Soft Commodities. In 1998 the Partnership had a reasonable amount of
exposure in the markets that comprise these sectors. Within these complexes most
of the exposure was in the cocoa and cotton markets. Overall, however, the
Partnership's exposure in these complexes is generally less than the exposure in
the currency and interest rate sectors. Price movements in these markets are
affected by supply demand inequalities, severe weather disruptions, and market
expectations.
Qualitative Disclosures Regarding Non-Trading Risk Exposure
The following was the only non-trading risk exposure of the Partnership
as of December 31, 1998:
-30-
Foreign Currency Balances. The Partnership's primary foreign currency
balances are in Japanese yen, British pounds, Deutsche marks and Australian
dollars. The Partnership controls the non-trading risk of these balances by
regularly converting these balances back into dollars upon liquidation of the
respective position.
Qualitative Disclosures Regarding Means of Managing Risk Exposure
The means by which the Partnership and the Trading Manager, severally,
attempt to manage the risk of the Partnership's open positions are essentially
the same in all market categories traded. Demeter attempts to manage the
Partnership's market exposure by (i) diversifying the Partnership's assets among
different market sectors and trading approaches, and (ii), monitoring the
performance of the Trading Manager on a daily basis.

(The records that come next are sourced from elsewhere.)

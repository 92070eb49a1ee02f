pub(crate) mod commands;
pub(crate) mod render;
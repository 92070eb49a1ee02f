//! Named, cancellable timers on a tokio runtime.
use std::collections::HashMap;
use std::sync::Arc;
use std::time::Duration;

use dati_logging::{dati_debug, dati_trace};
use tokio::runtime::Handle;
use tokio::time::{self, Instant, MissedTickBehavior};
use tokio_util::sync::CancellationToken;

#[derive(Debug, Clone, Copy, PartialEq, Eq, Hash)]
pub enum TimerKind {
    /// Status/clock refresh.
    Refresh,
    /// Recognize-completion poll.
    RecognizePoll,
    /// One-off status refresh after a capture.
    DelayedStatus,
}

pub trait TickSink: Send + Sync {
    fn tick(&self, kind: TimerKind);
}

/// At most one timer per [`TimerKind`]; starting a kind cancels its
/// predecessor.
pub struct Scheduler {
    runtime: Handle,
    sink: Arc<dyn TickSink>,
    timers: HashMap<TimerKind, CancellationToken>,
}

impl Scheduler {
    pub fn new(runtime: Handle, sink: Arc<dyn TickSink>) -> Self {
        Self {
            runtime,
            sink,
            timers: HashMap::new(),
        }
    }

    /// Ticks every `period`, first tick one period from now.
    pub fn start_repeating(&mut self, kind: TimerKind, period: Duration) {
        let token = self.replace(kind);
        let sink = self.sink.clone();
        dati_debug!("timer {:?} every {:?}", kind, period);
        self.runtime.spawn(async move {
            let mut interval = time::interval_at(Instant::now() + period, period);
            interval.set_missed_tick_behavior(MissedTickBehavior::Delay);
            loop {
                tokio::select! {
                    _ = token.cancelled() => break,
                    _ = interval.tick() => {
                        dati_trace!("timer {:?} tick", kind);
                        sink.tick(kind);
                    }
                }
            }
        });
    }

    /// Ticks once after `delay`.
    pub fn start_once(&mut self, kind: TimerKind, delay: Duration) {
        let token = self.replace(kind);
        let sink = self.sink.clone();
        dati_debug!("timer {:?} once after {:?}", kind, delay);
        self.runtime.spawn(async move {
            tokio::select! {
                _ = token.cancelled() => {}
                _ = time::sleep(delay) => {
                    token.cancel();
                    sink.tick(kind);
                }
            }
        });
    }

    /// Cancels the timer of `kind`. Returns whether one was running.
    pub fn stop(&mut self, kind: TimerKind) -> bool {
        match self.timers.remove(&kind) {
            Some(token) => {
                let was_active = !token.is_cancelled();
                token.cancel();
                if was_active {
                    dati_debug!("timer {:?} stopped", kind);
                }
                was_active
            }
            None => false,
        }
    }

    pub fn is_active(&self, kind: TimerKind) -> bool {
        self.timers
            .get(&kind)
            .is_some_and(|token| !token.is_cancelled())
    }

    pub fn stop_all(&mut self) {
        for (_, token) in self.timers.drain() {
            token.cancel();
        }
    }

    fn replace(&mut self, kind: TimerKind) -> CancellationToken {
        self.stop(kind);
        let token = CancellationToken::new();
        self.timers.insert(kind, token.clone());
        token
    }
}

impl Drop for Scheduler {
    fn drop(&mut self) {
        self.stop_all();
    }
}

In addition, the Trading
Manager establishes diversification guidelines, often set in terms of the
maximum margin to be committed to positions in any one market sector or market
sensitive instrument.
Demeter monitors and controls the risk of the Partnership's non-trading
instruments, cash, which is the only Partnership investment directed by Demeter,
rather than the Trading Manager.
-31-
Item 8. FINANCIAL STATEMENTS AND SUPPLEMENTARY DATA
The information required by this Item appears in the Annual Report to
Limited Partners for the year ended December 31, 1998 and is incorporated by
reference in this Annual Report on Form 10-K.
Item 9. CHANGES IN AND DISAGREEMENTS WITH ACCOUNTANTS ON
ACCOUNTING AND FINANCIAL DISCLOSURE
None.
-32-
PART III
Item 10. DIRECTORS AND EXECUTIVE OFFICERS OF THE REGISTRANT
There are no directors or executive officers of the Partnership. The
Partnership is managed by Demeter.
Directors and Officers of the General Partner
The directors and officers of Demeter are as follows:
Mark J. Hawley, age 55, is Chairman of the Board and a Director of
Demeter. Mr. Hawley is also Chairman of the Board and a Director of DWFCM. Mr.

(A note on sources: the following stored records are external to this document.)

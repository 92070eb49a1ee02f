#![deny(missing_docs)]
//! Log setup for dati.
//!
//! The terminal client owns stdout for its view, so log lines go to a file
//! and, when asked for, to stderr. Every crate logs through the `dati_*`
//! macros rather than calling `log` directly.

use std::fs::{File, OpenOptions};
use std::path::Path;

use log::LevelFilter;
use simplelog::{
    ColorChoice, CombinedLogger, Config, ConfigBuilder, SharedLogger, TermLogger, TerminalMode,
    WriteLogger,
};

/// Log file used by [`initialize`], relative to the working directory.
pub const DEFAULT_LOG_FILE: &str = "./dati.log";

/// Trace-level log line.
#[macro_export]
macro_rules! dati_trace {
    ($($arg:tt)*) => {{
        log::trace!($($arg)*);
    }};
}

/// Debug-level log line.
#[macro_export]
macro_rules! dati_debug {
    ($($arg:tt)*) => {{
        log::debug!($($arg)*);
    }};
}

/// Info-level log line.
#[macro_export]
macro_rules! dati_info {
    ($($arg:tt)*) => {{
        log::info!($($arg)*);
    }};
}

/// Warn-level log line.
#[macro_export]
macro_rules! dati_warn {
    ($($arg:tt)*) => {{
        log::warn!($($arg)*);
    }};
}

/// Error-level log line.
#[macro_export]
macro_rules! dati_error {
    ($($arg:tt)*) => {{
        log::error!($($arg)*);
    }};
}

/// Where log lines are written.
#[derive(Debug, Clone, Copy, PartialEq, Eq, Default)]
pub enum LogDestination {
    /// Appended to the log file.
    #[default]
    File,
    /// Stderr only.
    Terminal,
    /// Log file and stderr.
    Both,
}

impl LogDestination {
    fn to_file(self) -> bool {
        matches!(self, LogDestination::File | LogDestination::Both)
    }

    fn to_stderr(self) -> bool {
        matches!(self, LogDestination::Terminal | LogDestination::Both)
    }
}

/// Installs the global logger, appending to [`DEFAULT_LOG_FILE`] when the
/// destination includes a file.
pub fn initialize(destination: LogDestination, level: LevelFilter) {
    initialize_with_file(destination, level, Path::new(DEFAULT_LOG_FILE));
}

/// Like [`initialize`], with an explicit log file. An unwritable file is
/// reported on stderr and skipped; a second initialization is ignored.
pub fn initialize_with_file(destination: LogDestination, level: LevelFilter, log_path: &Path) {
    let config = session_config();
    let mut loggers: Vec<Box<dyn SharedLogger>> = Vec::new();

    if destination.to_stderr() {
        loggers.push(stderr_logger(level, config.clone()));
    }
    if destination.to_file() {
        match open_log_file(log_path) {
            Ok(file) => loggers.push(WriteLogger::new(level, config, file)),
            Err(err) => eprintln!("warning: cannot open log file {log_path:?}: {err}"),
        }
    }
    if loggers.is_empty() {
        return;
    }

    let _ = CombinedLogger::init(loggers);
}

/// Debug-level stderr logger for test binaries. Safe to call from every
/// test; only the first call installs it.
pub fn initialize_for_tests() {
    let _ = CombinedLogger::init(vec![stderr_logger(LevelFilter::Debug, Config::default())]);
}

fn session_config() -> Config {
    ConfigBuilder::new()
        .set_time_format_rfc3339()
        .set_target_level(LevelFilter::Error)
        .build()
}

fn stderr_logger(level: LevelFilter, config: Config) -> Box<TermLogger> {
    TermLogger::new(level, config, TerminalMode::Stderr, ColorChoice::Auto)
}

fn open_log_file(path: &Path) -> std::io::Result<File> {
    OpenOptions::new().create(true).append(true).open(path)
}

#[cfg(test)]
mod tests {
    use super::*;

    #[test]
    fn destinations_select_sinks() {
        assert!(LogDestination::File.to_file());
        assert!(!LogDestination::File.to_stderr());
        assert!(LogDestination::Terminal.to_stderr());
        assert!(!LogDestination::Terminal.to_file());
        assert!(LogDestination::Both.to_file() && LogDestination::Both.to_stderr());
    }

    #[test]
    fn file_destination_appends_to_existing_log() {
        let dir = tempfile::tempdir().unwrap();
        let path = dir.path().join("dati.log");
        std::fs::write(&path, "previous session\n").unwrap();

        initialize_with_file(LogDestination::File, LevelFilter::Info, &path);
        dati_info!("client ready");
        log::logger().flush();

        let content = std::fs::read_to_string(&path).unwrap();
        assert!(content.starts_with("previous session\n"), "{content}");
        assert!(content.contains("client ready"), "{content}");
    }
}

Hawley previously served as President of Demeter throughout 1998. Mr. Hawley
joined DWR in February 1989 as Senior Vice President and is currently the
Executive Vice President and Director of DWR's Product Management for Individual
Asset Management. In this capacity, Mr. Hawley is responsible for directing the
activities of the firm's Managed Futures, Insurance, and Unit Investment Trust
Business. From 1978 to 1989, Mr. Hawley was a member of the senior management
team at Heinold Asset Management, Inc., a CPO, and was responsible for a variety
of projects in public futures funds. From 1972 to 1978, Mr. Hawley was a Vice
President in charge of institutional block trading for the Mid-West at Kuhn Loeb
& Company.
-33-
Joseph G. Siniscalchi, age 53, is a Director of Demeter. Mr.

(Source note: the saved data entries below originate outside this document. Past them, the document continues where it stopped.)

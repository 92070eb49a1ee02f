use dati_core::{HistoryView, Msg};

pub(crate) const HELP: &str = "\
Commands:
  start              start the helper service
  stop               stop the helper service
  shot               take a screenshot
  recognize          recognize the current screenshot
  clear              clear all history (asks first)
  history <n|id>     show a history record
  delete <n|id>      delete a history record
  close              close the history detail
  refresh            fetch status now
  help               show this help
  quit               exit";

#[derive(Debug, Clone, PartialEq)]
pub(crate) enum Command {
    Dispatch(Msg),
    Help,
    Quit,
}

#[derive(Debug, Clone, PartialEq, Eq, thiserror::Error)]
pub(crate) enum CommandError {
    #[error("unknown command `{0}` (try `help`)")]
    Unknown(String),
    #[error("`{0}` needs a row number or record id")]
    MissingTarget(&'static str),
    #[error("no history row {0}")]
    NoSuchRow(usize),
}

/// Parses one input line. Blank lines yield `None`.
pub(crate) fn parse_command(
    line: &str,
    history: &HistoryView,
) -> Result<Option<Command>, CommandError> {
    let mut words = line.split_whitespace();
    let Some(head) = words.next() else {
        return Ok(None);
    };
    let target = words.next();

    let command = match head.to_ascii_lowercase().as_str() {
        "start" => Command::Dispatch(Msg::StartClicked),
        "stop" => Command::Dispatch(Msg::StopClicked),
        "shot" | "screenshot" => Command::Dispatch(Msg::ScreenshotClicked),
        "recognize" | "rec" => Command::Dispatch(Msg::RecognizeClicked),
        "clear" => Command::Dispatch(Msg::ClearHistoryClicked),
        "history" | "show" => Command::Dispatch(Msg::HistorySelected {
            id: resolve_record(target, history, "history")?,
        }),
        "delete" | "del" => Command::Dispatch(Msg::DeleteHistoryClicked {
            id: resolve_record(target, history, "delete")?,
        }),
        "close" => Command::Dispatch(Msg::DialogClosed),
        "refresh" => Command::Dispatch(Msg::StatusRefreshRequested),
        "help" | "?" => Command::Help,
        "quit" | "exit" | "q" => Command::Quit,
        _ => return Err(CommandError::Unknown(head.to_string())),
    };
    Ok(Some(command))
}

/// A plain number picks the 1-based row of the rendered list; anything
/// else is taken as a record id.
fn resolve_record(
    target: Option<&str>,
    history: &HistoryView,
    command: &'static str,
) -> Result<String, CommandError> {
    let target = target.ok_or(CommandError::MissingTarget(command))?;
    let Ok(row) = target.parse::<usize>() else {
        return Ok(target.to_string());
    };
    let rows = match history {
        HistoryView::Rows(rows) => rows.as_slice(),
        HistoryView::Empty => &[],
    };
    row.checked_sub(1)
        .and_then(|index| rows.get(index))
        .map(|row| row.id.clone())
        .ok_or(CommandError::NoSuchRow(row))
}

/// Only an explicit yes confirms.
pub(crate) fn is_affirmative(line: &str) -> bool {
    matches!(
        line.trim().to_ascii_lowercase().as_str(),
        "y" | "yes"
    )
}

Siniscalchi joined DWR in July 1984 as a First Vice President, Director of
General Accounting and served as a Senior Vice President and Controller for
DWR's Securities Division through 1997. He is currently Executive Vice President
and Director of the Operations Division of DWR. From February 1980 to July 1984,
Mr. Siniscalchi was Director of Internal Audit at Lehman Brothers Kuhn Loeb,
Inc.
Edward C. Oelsner, III, age 56, is a Director of Demeter. Mr.
Oelsner is currently an Executive Vice President and head of the Product
Development Group at Dean Witter InterCapital Inc., an affiliate of DWR. Mr.
Oelsner joined DWR in 1981 as a Managing Director in DWR's Investment Banking
Department specializing in coverage of regulated industries and, subsequently,
served as head of the DWR Retail Products Group. Prior to joining DWR, Mr.
Oelsner held positions at The First Boston Corporation as a member of the
Research and Investment Banking Departments from 1967 to 1981. Mr. Oelsner
received his M.B.A. in Finance from the Columbia University Graduate School of
Business in 1966 and an A.B. in Politics from Princeton University in 1964.
Robert E. Murray, age 38, is President and a Director of Demeter.
Mr. Murray is also President and a Director of DWFCM. Effective as of the
close of business December 31, 1998, Mr. Murray replaced Mr. Hawley as
President of Demeter. Mr. Murray is also a Senior Vice President of
-34-
DWR's Managed Futures Department and is the Senior Administrative Officer of
DWFCM. Mr. Murray began his career at DWR in 1984 and is currently the
Director of the Managed Futures Department. In this capacity, Mr. Murray is
responsible for overseeing all aspects of the firm's Managed Futures
Department. Mr. Murray currently serves as a Director of the Managed Funds
Association, an industry association for investment professionals in futures,
hedge funds and other alternative investments. Mr. Murray graduated from
Geneseo State University in May 1983 with a B.A. degree in Finance.
Lewis A. Raibley, III, age 36, is Vice President, Chief Financial
Officer and a Director of Demeter. Effective as of the close of business on
December 31, 1998, Mr. Raibley was elected to Demeter's Board of Directors. Mr.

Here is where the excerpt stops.